Dois livros que me chegam no mesmo dia, um o oposto do outro:
José Luís Ferreira, A Noite Respira-me por Dentro
Sérgio Ninguém, atrofia perene
Conheço a poesia de ambos, alguma coisa já escrevi por aqui, ambos amam a literatura e em especial a poesia que demoram a escrever, sem pressa, porque a palavra poética merece ser procurada com uma lentidão amorosa que a honre no momento da escrita.
Jung teria aqui matéria e substância para a sua reflexão sobre o que são, na alquimia, a conjunção dos opostos e de que modo se manifestam na psique, progredindo ou regredindo (ou mesmo por vezes afundando-se num caos de matéria feita de negro).
José Luís Ferreira, nos versos do seu livro, oferece um Cântico de paixão e amor intensos e genuínos a que deseja dar voz, não os deixando retidos na noite da sua alma. Ama e diz que ama, e é essa respiração do amor e da voz que o proclama que nos remete para algo de perene, sublime e nos envolve, pessoa amada e leitores que ali revivem algo do Cântico dos Cânticos que a lenda atribui a Salomão.

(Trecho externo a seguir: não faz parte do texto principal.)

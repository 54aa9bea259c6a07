//! Renderer registry

use std::sync::Arc;

use shipnote_core::config::MessageConfig;

use super::{BlocksRenderer, FlatRenderer, MessageRenderer};

/// Registry of available message renderers
pub struct RendererRegistry {
    renderers: Vec<Arc<dyn MessageRenderer>>,
}

impl RendererRegistry {
    /// Create a registry with the built-in renderers
    pub fn new(config: &MessageConfig) -> Self {
        Self {
            renderers: vec![
                Arc::new(FlatRenderer::with_config(config)),
                Arc::new(BlocksRenderer::with_config(config)),
            ],
        }
    }

    /// Create an empty registry
    pub fn empty() -> Self {
        Self {
            renderers: Vec::new(),
        }
    }

    /// Register a renderer, replacing one with the same name
    pub fn register<R: MessageRenderer + 'static>(&mut self, renderer: R) {
        self.renderers.retain(|r| r.name() != renderer.name());
        self.renderers.push(Arc::new(renderer));
    }

    /// Get renderer by name
    pub fn get(&self, name: &str) -> Option<Arc<dyn MessageRenderer>> {
        self.renderers.iter().find(|r| r.name() == name).cloned()
    }

    pub fn all(&self) -> &[Arc<dyn MessageRenderer>] {
        &self.renderers
    }

    /// Names of all registered renderers
    pub fn names(&self) -> Vec<&'static str> {
        self.renderers.iter().map(|r| r.name()).collect()
    }
}

impl Default for RendererRegistry {
    fn default() -> Self {
        Self::new(&MessageConfig::default())
    }
}
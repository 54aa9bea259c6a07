//! Chat message blocks

use serde::ser::{SerializeMap, SerializeSeq};
use serde::{Serialize, Serializer};

/// Text type of every block text object
const MRKDWN: &str = "mrkdwn";

/// A single block of a chat message
#[derive(Debug, Clone, PartialEq, Eq)]
pub enum Block {
    /// `{"type":"divider"}`
    Divider,
    /// `{"type":"section","text":{"type":"mrkdwn","text":...}}`
    TextSection { text: String },
    /// `{"type":"section","fields":[{"type":"mrkdwn","text":"label: value"}, ...]}`
    FieldsSection { fields: Vec<Field> },
}

impl Block {
    pub fn text(text: impl Into<String>) -> Self {
        Self::TextSection { text: text.into() }
    }

    /// Text of a text section
    pub fn as_text(&self) -> Option<&str> {
        match self {
            Self::TextSection { text } => Some(text),
            _ => None,
        }
    }
}

/// A label/value pair of a fields section
#[derive(Debug, Clone, PartialEq, Eq)]
pub struct Field {
    pub label: String,
    pub value: String,
    /// Render the value as `<value|label>`
    pub is_link: bool,
}

impl Field {
    /// Create a field; labels ending in `url` (any case) become links
    pub fn new(label: impl Into<String>, value: impl Into<String>) -> Self {
        let label = label.into();
        let is_link = label.to_lowercase().ends_with("url");
        Self {
            label,
            value: value.into(),
            is_link,
        }
    }

    /// `label: value`, or `label: <value|label>` for links
    pub fn text(&self) -> String {
        if self.is_link {
            format!("{}: <{}|{}>", self.label, self.value, self.label)
        } else {
            format!("{}: {}", self.label, self.value)
        }
    }
}

/// `{"type":"mrkdwn","text":...}`
struct TextObject<'a>(&'a str);

impl Serialize for TextObject<'_> {
    fn serialize<S: Serializer>(&self, serializer: S) -> Result<S::Ok, S::Error> {
        let mut map = serializer.serialize_map(Some(2))?;
        map.serialize_entry("type", MRKDWN)?;
        map.serialize_entry("text", self.0)?;
        map.end()
    }
}

struct FieldList<'a>(&'a [Field]);

impl Serialize for FieldList<'_> {
    fn serialize<S: Serializer>(&self, serializer: S) -> Result<S::Ok, S::Error> {
        let mut seq = serializer.serialize_seq(Some(self.0.len()))?;
        for field in self.0 {
            seq.serialize_element(&TextObject(&field.text()))?;
        }
        seq.end()
    }
}

impl Serialize for Block {
    fn serialize<S: Serializer>(&self, serializer: S) -> Result<S::Ok, S::Error> {
        match self {
            Self::Divider => {
                let mut map = serializer.serialize_map(Some(1))?;
                map.serialize_entry("type", "divider")?;
                map.end()
            }
            Self::TextSection { text } => {
                let mut map = serializer.serialize_map(Some(2))?;
                map.serialize_entry("type", "section")?;
                map.serialize_entry("text", &TextObject(text))?;
                map.end()
            }
            Self::FieldsSection { fields } => {
                let mut map = serializer.serialize_map(Some(2))?;
                map.serialize_entry("type", "section")?;
                map.serialize_entry("fields", &FieldList(fields))?;
                map.end()
            }
        }
    }
}
//! Blocks command

use anyhow::Context;
use clap::Args;
use tracing::{debug, info};

use shipnote_changelog::{MessageContext, NotesGenerator};

use super::input::BodyArgs;
use crate::cli::{output, renderer, Cli, OutputFormat};

/// Render a chat block deployment message
#[derive(Debug, Args)]
pub struct BlocksCommand {
    #[command(flatten)]
    pub input: BodyArgs,

    /// Notification title (default: message.title from config)
    #[arg(long)]
    pub title: Option<String>,

    /// Promotion pull request title, used to fill the `repo` field
    #[arg(long, value_name = "TITLE")]
    pub promotion_title: Option<String>,

    /// Extra field as KEY=VALUE (repeatable, applied after --params)
    #[arg(long = "param", value_name = "KEY=VALUE", value_parser = parse_key_value)]
    pub param: Vec<(String, String)>,

    /// Fields as a JSON object; single quotes are accepted in place of double quotes
    #[arg(long, value_name = "JSON")]
    pub params: Option<String>,
}

impl BlocksCommand {
    /// Execute the blocks command
    pub fn execute(&self, cli: &Cli) -> anyhow::Result<()> {
        info!(
            file = ?self.input.file,
            params = self.param.len(),
            has_promotion_title = self.promotion_title.is_some(),
            "executing blocks command"
        );
        let config = cli.load_config()?;
        let body = self.input.read(config.message.max_body_bytes)?;

        let mut ctx = MessageContext::new(self.input.deployed_at());
        if let Some(title) = &self.title {
            ctx = ctx.with_title(title.as_str());
        }
        if let Some(json) = &self.params {
            for (label, value) in parse_params(json)? {
                ctx.set_param(label, value);
            }
        }
        for (label, value) in &self.param {
            ctx.set_param(label.as_str(), value.as_str());
        }

        let renderer = renderer(&config, "blocks")?;
        let generator = NotesGenerator::new(config);

        if let Some(promotion_title) = &self.promotion_title {
            if generator
                .apply_promotion_title(&mut ctx, promotion_title)
                .is_none()
                && !cli.quiet
            {
                output::warning(&format!(
                    "No repository name in promotion title '{}'",
                    promotion_title
                ));
            }
        }

        let (report, message) = generator.generate_formatted(&body, renderer.as_ref(), &ctx);
        debug!(outcome = report.outcome.name(), "blocks rendered");

        match cli.format {
            OutputFormat::Json => {
                let output = serde_json::json!({ "blocks": message });
                println!("{}", serde_json::to_string_pretty(&output)?);
            }
            OutputFormat::Text => {
                println!("{}", serde_json::to_string_pretty(&message)?);
            }
        }

        Ok(())
    }
}

/// Parse `KEY=VALUE`
fn parse_key_value(s: &str) -> Result<(String, String), String> {
    let (key, value) = s
        .split_once('=')
        .ok_or_else(|| format!("expected KEY=VALUE, got '{}'", s))?;
    if key.trim().is_empty() {
        return Err(format!("empty key in '{}'", s));
    }
    Ok((key.trim().to_string(), value.to_string()))
}

/// Parse a JSON object of fields, keeping key order
fn parse_params(json: &str) -> anyhow::Result<Vec<(String, String)>> {
    let value: serde_json::Value =
        serde_json::from_str(&json.replace('\'', "\"")).context("Invalid --params JSON")?;
    let object = value
        .as_object()
        .ok_or_else(|| anyhow::anyhow!("--params must be a JSON object"))?;

    Ok(object
        .iter()
        .map(|(key, value)| {
            let value = match value {
                serde_json::Value::String(s) => s.clone(),
                other => other.to_string(),
            };
            (key.clone(), value)
        })
        .collect())
}

#[cfg(test)]
mod tests {
    use super::*;
    use clap::Parser;

    #[test]
    fn test_parse_key_value() {
        assert_eq!(
            parse_key_value("run_url=https://ci/1?a=b").unwrap(),
            ("run_url".to_string(), "https://ci/1?a=b".to_string())
        );
        assert!(parse_key_value("novalue").is_err());
        assert!(parse_key_value("=x").is_err());
    }

    #[test]
    fn test_parse_params_keeps_order() {
        let params = parse_params("{'zeta': 'a', 'alpha': 2, 'ref': 'main'}").unwrap();
        assert_eq!(
            params,
            vec![
                ("zeta".to_string(), "a".to_string()),
                ("alpha".to_string(), "2".to_string()),
                ("ref".to_string(), "main".to_string()),
            ]
        );
    }

    #[test]
    fn test_parse_params_rejects_non_object() {
        assert!(parse_params("[1, 2]").is_err());
        assert!(parse_params("{broken").is_err());
    }

    #[test]
    fn test_blocks_args() {
        let cli = Cli::try_parse_from([
            "shipnote",
            "blocks",
            "-",
            "--title",
            "Deploy",
            "--promotion-title",
            "Promote web-app",
            "--param",
            "actor=juan",
            "--param",
            "ref=main",
            "--deployed-at",
            "2024-03-05T14:07:00Z",
        ])
        .unwrap();

        match cli.command {
            crate::cli::Commands::Blocks(cmd) => {
                assert_eq!(cmd.input.body.as_deref(), Some("-"));
                assert_eq!(cmd.title.as_deref(), Some("Deploy"));
                assert_eq!(cmd.param.len(), 2);
                assert!(cmd.input.deployed_at.is_some());
            }
            other => panic!("unexpected command {:?}", other),
        }
    }
}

Um amor entregue, desprotegido, que corre para uma felicidade aguardada. Mas não se perde no caminho, sublima-se no seu avanço, no seu apelo, numa fidelidade que não sofre alteração ao longo de uma vida que ali é expressa com tanta intensidade que espanta. Poesia moderna, mas não de imitação fácil, tem voz própria e sentimento que a salva da escuridão onde poderia ter ficado retida, perdida.
Luís vive bem e de modo completo esse amor declarado.Tinha chegado o momento - era retribuição, sem dúvida, porque ao darmos receberemos em troca mais do que demos. Não se trata de interesse, de troca sem sentido, trata-se de uma Conjunção que em breve terá lugar, se não o teve já.
Bem diferente é o livro de Sérgio.
Carrega um peso que será quase maior do que a morte - numa nigredo de que não parece querer sair, sabendo embora que esta é apenas uma fase inicial do seu processo alquímico da transformação. Mas terá de encontrar a força de a atravessar, passar para o outro lado do rio da alma, que nos livros anteriores, Pedra e Pedra 2, podemos ler e admirar no seu domínio de uma escrita profundamente original.
Sérgio regressou à escrita filosófica e poética, e ainda bem. Contraria pela palavra a amargura que sente com o mundo à sua volta:
Vives (n)uma apatia neurasténica sem fim,
seria necessário catalizar a energia de muitos
para que te pudesses movimen.
Tal como um calhau sem vontade,
volumoso e inerte,
só o pensamento corre
íngreme
ao comprido.
Esta é a sua pedra de Sisifo, que ele terá ainda de levar as vezes que for necessário até chegar ao fim do seu caminho, que adiante o espera, no meio das Pedras já vividas.